- Dainwind Location in Punjab, India Dainwind Dainwind (India)
- Coordinates: 31°24′21″N 75°25′33″E﻿ / ﻿31.405942°N 75.425732°E
- Country: India
- State: Punjab
- District: Kapurthala

Government
- • Type: Panchayati raj (India)
- • Body: Gram panchayat

Population (2011)
- • Total: 892
- Sex ratio 448/444♂/♀

Languages
- • Official: Punjabi
- • Other spoken: Hindi
- Time zone: UTC+5:30 (IST)
- PIN: 144601
- Telephone code: 01822
- ISO 3166 code: IN-PB
- Vehicle registration: PB-09
- Website: kapurthala.gov.in

= Dainwind =

Dainwind is a village in Kapurthala district of Punjab State, India.
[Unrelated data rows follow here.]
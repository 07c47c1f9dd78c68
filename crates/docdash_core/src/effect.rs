use std::time::Duration;

use crate::{BatchId, FileHandle, Generation, NotificationId};

#[derive(Debug, Clone, PartialEq, Eq)]
pub enum Effect {
    /// Fetch authoritative document/chunk counts.
    RefreshStats,
    /// Upload one file; the engine answers with `Msg::UploadFinished`.
    UploadFile {
        batch_id: BatchId,
        index: usize,
        file: FileHandle,
    },
    /// Send one query; the engine answers with `Msg::QueryAnswered` or
    /// `Msg::QueryTransportFailed`, echoing the generation.
    SubmitQuery { generation: Generation, query: String },
    /// Fire `Msg::NotificationExpired` after `after`.
    ScheduleDismiss { id: NotificationId, after: Duration },
    PersistTheme { dark_mode: bool },
}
It is located 5.5 km from Kapurthala, which is both district and sub-district headquarters of Dainwind. The village is administrated by a Sarpanch, who is an elected representative.

== Demography ==
According to the report published by Census India in 2011, Dainwind has a total number of 187 houses and population of 892 of which include 448 males and 444 females. Literacy rate of Dainwind is 64.30%, lower than state average of 75.84%. The population of children under the age of 6 years is 133 which is 14.91% of total population of Dainwind, and child sex ratio is approximately 928, higher than state average of 846.

== Population data ==

| Particulars | Total | Male | Female |
|---|---|---|---|
| Total No. of Houses | 187 | - | - |
| Population | 892 | 448 | 444 |
| Child (0–6) | 133 | 69 | 64 |
| Schedule Caste | 713 | 355 | 358 |
| Schedule Tribe | 0 | 0 | 0 |
| Literacy | 64.30% | 67.28% | 61.32% |
| Total Workers | 336 | 271 | 65 |
| Main Worker | 254 | 0 | 0 |
| Marginal Worker | 82 | 62 | 20 |

== Caste ==
The village has schedule caste (SC) constitutes 79.93% of total population of the village and it doesn't have any Schedule Tribe (ST) population.

== Transport ==

=== Air ===
The nearest domestic airport is located 79.19 km away in Ludhiana and the nearest international airport is Sri Guru Ram Dass Jee International Airport is the nearest airport which is 68.45 km away in Amritsar.

==Air travel connectivity==
The closest airport to the village is Sri Guru Ram Dass Jee International Airport.